Although many wells these days have electric pumps installed, what happens when the power goes down or that pump breaks? You could be stuck without water for days. This is a very bad thing, especially if you don’t have any stored water that you can use for things like drinking, brushing your teeth, and cooking. This is where a backup hand pump comes into play. These pumps are just like the ones that you remember, although they might have a few modern touches, such as the fact that they’re easier to use. Having one installed on your well might literally save your life.

3) Store Water in Jugs

If you’re worried about water shortages and have access to city water, then feel free to store some. You don’t need fancy (and expensive) pre-filled water bottles when you have empty plastic jugs. Fill those jugs up with water from your tap, add in some purifying tablets (if this is something that worries you), and then find a cool, dry place to store them.

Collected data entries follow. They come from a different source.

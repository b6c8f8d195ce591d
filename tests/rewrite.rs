mod common;

use std::{fs, path::Path};

use serde_json::{json, Value};
use tempfile::TempDir;
use tsconfig_resolve::{
    EffectiveOptions, GlobWalkExpander, Resolver, StubGlobExpander, TargetOptions, Verbatim,
};

use common::target;

fn write(root: &Path, relative: &str, content: &str) {
    let path = root.join(relative);
    fs::create_dir_all(path.parent().unwrap()).unwrap();
    fs::write(path, content).unwrap();
}

fn read_json(path: &Path) -> Value {
    serde_json::from_str(&fs::read_to_string(path).unwrap()).unwrap()
}

fn legacy_project() -> TempDir {
    let root = TempDir::new().unwrap();
    write(
        root.path(),
        "tsconfig.json",
        r#"{"filesGlob": ["src/**/*.ts"], "compileOnSave": false}"#,
    );
    write(root.path(), "src/a.ts", "export const a = 1;");
    write(root.path(), "src/nested/b.ts", "export const b = 2;");
    root
}

#[test]
fn update_files_persists_expanded_glob_once() {
    let root = legacy_project();
    let expander = GlobWalkExpander::new(root.path());
    let resolver = Resolver::new(root.path(), &Verbatim, &expander);
    let config = root.path().join("tsconfig.json");
    let target = target(json!({"tsconfig": true}));

    let first = resolver
        .resolve(EffectiveOptions::default(), &TargetOptions::default(), &target)
        .unwrap();
    assert_eq!(first.tsconfig.as_ref().unwrap().update_files, Some(true));
    assert_eq!(first.compilation_tasks[0].src, ["src/a.ts", "src/nested/b.ts"]);

    let written = fs::read_to_string(&config).unwrap();
    assert!(written.starts_with("{\n    \"filesGlob\""));
    assert_eq!(
        serde_json::from_str::<Value>(&written).unwrap(),
        json!({
            "filesGlob": ["src/**/*.ts"],
            "compileOnSave": false,
            "files": ["src/a.ts", "src/nested/b.ts"]
        })
    );

    // reformat by hand: an unchanged file set must not be written back
    let reformatted = serde_json::to_string(&read_json(&config)).unwrap();
    fs::write(&config, &reformatted).unwrap();
    let second = resolver
        .resolve(EffectiveOptions::default(), &TargetOptions::default(), &target)
        .unwrap();
    assert_eq!(second.compilation_tasks, first.compilation_tasks);
    assert_eq!(fs::read_to_string(&config).unwrap(), reformatted);
}

#[test]
fn stub_expander_never_rewrites() {
    let root = legacy_project();
    let resolver = Resolver::new(root.path(), &Verbatim, &StubGlobExpander);
    let config = root.path().join("tsconfig.json");
    let before = fs::read_to_string(&config).unwrap();

    let resolved = resolver
        .resolve(
            EffectiveOptions::default(),
            &TargetOptions::default(),
            &target(json!({"tsconfig": "tsconfig.json"})),
        )
        .unwrap();
    assert_eq!(resolved.warnings.len(), 1);
    assert_eq!(fs::read_to_string(&config).unwrap(), before);
}

#[test]
fn explicit_update_files_false_is_respected() {
    let root = legacy_project();
    let expander = GlobWalkExpander::new(root.path());
    let resolver = Resolver::new(root.path(), &Verbatim, &expander);
    let config = root.path().join("tsconfig.json");
    let before = fs::read_to_string(&config).unwrap();

    resolver
        .resolve(
            EffectiveOptions::default(),
            &TargetOptions::default(),
            &target(json!({"tsconfig": {"updateFiles": false}})),
        )
        .unwrap();
    assert_eq!(fs::read_to_string(&config).unwrap(), before);
}

#[test]
fn overwrite_files_glob_replaces_recorded_globs() {
    let root = TempDir::new().unwrap();
    write(
        root.path(),
        "app/tsconfig.json",
        r#"{"compilerOptions": {"target": "es5"}, "filesGlob": ["old/*.ts"], "files": ["old/x.ts"]}"#,
    );
    write(root.path(), "app/src/main.ts", "export {};");
    let expander = GlobWalkExpander::new(root.path());
    let resolver = Resolver::new(root.path(), &Verbatim, &expander);

    resolver
        .resolve(
            EffectiveOptions::default(),
            &target(json!({"src": ["app/src/**/*.ts"]})),
            &target(json!({"tsconfig": {
                "tsconfig": "app/tsconfig.json",
                "overwriteFilesGlob": true
            }})),
        )
        .unwrap();

    assert_eq!(
        read_json(&root.path().join("app/tsconfig.json")),
        json!({
            "compilerOptions": {"target": "es5"},
            "filesGlob": ["src/**/*.ts"],
            "files": ["src/main.ts"]
        })
    );
}

#[test]
fn overwrite_files_glob_without_src_is_fatal() {
    let root = legacy_project();
    let resolver = Resolver::new(root.path(), &Verbatim, &StubGlobExpander);
    let err = resolver
        .resolve(
            EffectiveOptions::default(),
            &TargetOptions::default(),
            &target(json!({"tsconfig": {"overwriteFilesGlob": true}})),
        )
        .unwrap_err();
    assert!(matches!(err, tsconfig_resolve::Error::MissingGlobs));
}

#[test]
fn failed_rewrite_is_fatal() {
    let root = legacy_project();
    let config = root.path().join("tsconfig.json");
    let mut permissions = fs::metadata(&config).unwrap().permissions();
    permissions.set_readonly(true);
    fs::set_permissions(&config, permissions).unwrap();
    if fs::OpenOptions::new().write(true).open(&config).is_ok() {
        // privileged users write through read-only permissions
        return;
    }

    let expander = GlobWalkExpander::new(root.path());
    let resolver = Resolver::new(root.path(), &Verbatim, &expander);
    let err = resolver
        .resolve(
            EffectiveOptions::default(),
            &TargetOptions::default(),
            &target(json!({"tsconfig": true})),
        )
        .unwrap_err();
    match err {
        tsconfig_resolve::Error::UpdateProjectFile { path, .. } => assert_eq!(path, config),
        other => panic!("Unexpected error: {:?}", other),
    }
}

In addition to this, you could always fill a bathtub with water in a pinch, as well as any bowls that you have lying around. While neither of those will last for long, they are valid options.

4) Use Solar Power

We already mentioned just how useful a hand pump could be, but a solar-powered pump is another great option. These pumps will definitely keep working when the grid goes down, and they’ll work just like the electrical pumps, as they supply some power to them. This is slightly more expensive than a hand pump, but sometimes you need to have a solid back up option in place.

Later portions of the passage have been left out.